[DATA SUPPLIED]
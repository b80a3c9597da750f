use crate::UrlError;
use url::Url;

/// Canonicalizes a URL string into the form used as the deduplication key
///
/// # Normalization Steps
///
/// 1. Parse the URL; reject if malformed
/// 2. Reject anything other than http:// and https://
/// 3. Reject URLs without a host
/// 4. Remove fragment (everything after #)
///
/// Host lowercasing and default-port removal come from the URL parser itself.
/// Paths, trailing slashes and query strings are left alone: two URLs that
/// differ there may serve different documents.
///
/// # Examples
///
/// ```
/// use sumi_trawl::url::canonicalize_url;
///
/// let url = canonicalize_url("https://EXAMPLE.com/page#section").unwrap();
/// assert_eq!(url.as_str(), "https://example.com/page");
/// ```
pub fn canonicalize_url(url_str: &str) -> Result<Url, UrlError> {
    let url = Url::parse(url_str).map_err(|e| UrlError::Parse(e.to_string()))?;
    canonicalize(url)
}

/// Canonicalizes an already parsed URL
pub fn canonicalize(mut url: Url) -> Result<Url, UrlError> {
    if url.scheme() != "http" && url.scheme() != "https" {
        return Err(UrlError::InvalidScheme(format!(
            "Only HTTP and HTTPS schemes are supported, got: {}",
            url.scheme()
        )));
    }

    if url.host_str().is_none() {
        return Err(UrlError::MissingDomain);
    }

    url.set_fragment(None);
    Ok(url)
}

/// Resolves an `href` against the page it was found on
///
/// Returns None for links that never lead to a crawlable document:
/// `javascript:`, `mailto:`, `tel:`, `data:` and anything that fails to parse.
pub fn resolve_link(href: &str, base: &Url) -> Option<Url> {
    let href = href.trim();
    if href.is_empty() || href.starts_with('#') {
        return None;
    }

    let lowered = href.to_ascii_lowercase();
    if ["javascript:", "mailto:", "tel:", "data:"]
        .iter()
        .any(|scheme| lowered.starts_with(scheme))
    {
        return None;
    }

    let joined = base.join(href).ok()?;
    canonicalize(joined).ok()
}

/// Normalizes a request URL into the key of the per-load attempt counter
///
/// Query and fragment are stripped so that cache-busting parameters cannot
/// dodge the retry ceiling. Unparseable input is returned with everything
/// from the first `?` or `#` removed.
pub fn normalize_resource_url(url_str: &str) -> String {
    match Url::parse(url_str) {
        Ok(mut url) => {
            url.set_query(None);
            url.set_fragment(None);
            url.to_string()
        }
        Err(_) => url_str
            .split(['?', '#'])
            .next()
            .unwrap_or_default()
            .to_string(),
    }
}

#[cfg(test)]
mod tests {
    use super::*;

    #[test]
    fn test_remove_fragment() {
        let result = canonicalize_url("https://example.com/page#section").unwrap();
        assert_eq!(result.as_str(), "https://example.com/page");
    }

    #[test]
    fn test_keeps_query() {
        let result = canonicalize_url("https://example.com/page?b=2&a=1#x").unwrap();
        assert_eq!(result.as_str(), "https://example.com/page?b=2&a=1");
    }

    #[test]
    fn test_lowercase_domain() {
        let result = canonicalize_url("https://EXAMPLE.COM/Page").unwrap();
        assert_eq!(result.as_str(), "https://example.com/Page");
    }

    #[test]
    fn test_empty_path_becomes_root() {
        let result = canonicalize_url("https://example.com").unwrap();
        assert_eq!(result.as_str(), "https://example.com/");
    }

    #[test]
    fn test_invalid_scheme() {
        let result = canonicalize_url("ftp://example.com/page");
        assert!(matches!(result.unwrap_err(), UrlError::InvalidScheme(_)));
    }

    #[test]
    fn test_malformed_url() {
        assert!(matches!(
            canonicalize_url("not a url").unwrap_err(),
            UrlError::Parse(_)
        ));
    }

    #[test]
    fn test_resolve_relative_link() {
        let base = Url::parse("https://example.com/docs/intro").unwrap();
        let resolved = resolve_link("../about#team", &base).unwrap();
        assert_eq!(resolved.as_str(), "https://example.com/about");
    }

    #[test]
    fn test_resolve_skips_non_navigational() {
        let base = Url::parse("https://example.com/").unwrap();
        assert!(resolve_link("javascript:void(0)", &base).is_none());
        assert!(resolve_link("MAILTO:someone@example.com", &base).is_none());
        assert!(resolve_link("tel:+100", &base).is_none());
        assert!(resolve_link("#top", &base).is_none());
        assert!(resolve_link("   ", &base).is_none());
    }

    #[test]
    fn test_normalize_resource_strips_query_and_fragment() {
        assert_eq!(
            normalize_resource_url("https://cdn.example.com/app.js?v=123#frag"),
            "https://cdn.example.com/app.js"
        );
    }

    #[test]
    fn test_normalize_resource_unparseable() {
        assert_eq!(normalize_resource_url("weird/path?x=1"), "weird/path");
    }
}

[YOUR TASK]
Print the material in full, exactly as written.

[OUTPUT OF THE TASK]
repository b80a3c9597da750f
use crate::UrlError;
use url::Url;

/// Canonicalizes a URL string into the form used as the deduplication key
///
/// # Normalization Steps
///
/// 1. Parse the URL; reject if malformed
/// 2. Reject anything other than http:// and https://
/// 3. Reject URLs without a host
/// 4. Remove fragment (everything after #)
///
/// Host lowercasing and default-port removal come from the URL parser itself.
/// Paths, trailing slashes and query strings are left alone: two URLs that
/// differ there may serve different documents.
///
/// # Examples
///
/// ```
/// use sumi_trawl::url::canonicalize_url;
///
/// let url = canonicalize_url("https://EXAMPLE.com/page#section").unwrap();
/// assert_eq!(url.as_str(), "https://example.com/page");
/// ```
pub fn canonicalize_url(url_str: &str) -> Result<Url, UrlError> {
    let url = Url::parse(url_str).map_err(|e| UrlError::Parse(e.to_string()))?;
    canonicalize(url)
}

/// Canonicalizes an already parsed URL
pub fn canonicalize(mut url: Url) -> Result<Url, UrlError> {
    if url.scheme() != "http" && url.scheme() != "https" {
        return Err(UrlError::InvalidScheme(format!(
            "Only HTTP and HTTPS schemes are supported, got: {}",
            url.scheme()
        )));
    }

    if url.host_str().is_none() {
        return Err(UrlError::MissingDomain);
    }

    url.set_fragment(None);
    Ok(url)
}

/// Resolves an `href` against the page it was found on
///
/// Returns None for links that never lead to a crawlable document:
/// `javascript:`, `mailto:`, `tel:`, `data:` and anything that fails to parse.
pub fn resolve_link(href: &str, base: &Url) -> Option<Url> {
    let href = href.trim();
    if href.is_empty() || href.starts_with('#') {
        return None;
    }

    let lowered = href.to_ascii_lowercase();
    if ["javascript:", "mailto:", "tel:", "data:"]
        .iter()
        .any(|scheme| lowered.starts_with(scheme))
    {
        return None;
    }

    let joined = base.join(href).ok()?;
    canonicalize(joined).ok()
}

/// Normalizes a request URL into the key of the per-load attempt counter
///
/// Query and fragment are stripped so that cache-busting parameters cannot
/// dodge the retry ceiling. Unparseable input is returned with everything
/// from the first `?` or `#` removed.
pub fn normalize_resource_url(url_str: &str) -> String {
    match Url::parse(url_str) {
        Ok(mut url) => {
            url.set_query(None);
            url.set_fragment(None);
            url.to_string()
        }
        Err(_) => url_str
            .split(['?', '#'])
            .next()
            .unwrap_or_default()
            .to_string(),
    }
}

#[cfg(test)]
mod tests {
    use super::*;

    #[test]
    fn test_remove_fragment() {
        let result = canonicalize_url("https://example.com/page#section").unwrap();
        assert_eq!(result.as_str(), "https://example.com/page");
    }

    #[test]
    fn test_keeps_query() {
        let result = canonicalize_url("https://example.com/page?b=2&a=1#x").unwrap();
        assert_eq!(result.as_str(), "https://example.com/page?b=2&a=1");
    }

    #[test]
    fn test_lowercase_domain() {
        let result = canonicalize_url("https://EXAMPLE.COM/Page").unwrap();
        assert_eq!(result.as_str(), "https://example.com/Page");
    }

    #[test]
    fn test_empty_path_becomes_root() {
        let result = canonicalize_url("https://example.com").unwrap();
        assert_eq!(result.as_str(), "https://example.com/");
    }

    #[test]
    fn test_invalid_scheme() {
        let result = canonicalize_url("ftp://example.com/page");
        assert!(matches!(result.unwrap_err(), UrlError::InvalidScheme(_)));
    }

    #[test]
    fn test_malformed_url() {
        assert!(matches!(
            canonicalize_url("not a url").unwrap_err(),
            UrlError::Parse(_)
        ));
    }

    #[test]
    fn test_resolve_relative_link() {
        let base = Url::parse("https://example.com/docs/intro").unwrap();
        let resolved = resolve_link("../about#team", &base).unwrap();
        assert_eq!(resolved.as_str(), "https://example.com/about");
    }

    #[test]
    fn test_resolve_skips_non_navigational() {
        let base = Url::parse("https://example.com/").unwrap();
        assert!(resolve_link("javascript:void(0)", &base).is_none());
        assert!(resolve_link("MAILTO:someone@example.com", &base).is_none());
        assert!(resolve_link("tel:+100", &base).is_none());
        assert!(resolve_link("#top", &base).is_none());
        assert!(resolve_link("   ", &base).is_none());
    }

    #[test]
    fn test_normalize_resource_strips_query_and_fragment() {
        assert_eq!(
            normalize_resource_url("https://cdn.example.com/app.js?v=123#frag"),
            "https://cdn.example.com/app.js"
        );
    }

    #[test]
    fn test_normalize_resource_unparseable() {
        assert_eq!(normalize_resource_url("weird/path?x=1"), "weird/path");
    }
}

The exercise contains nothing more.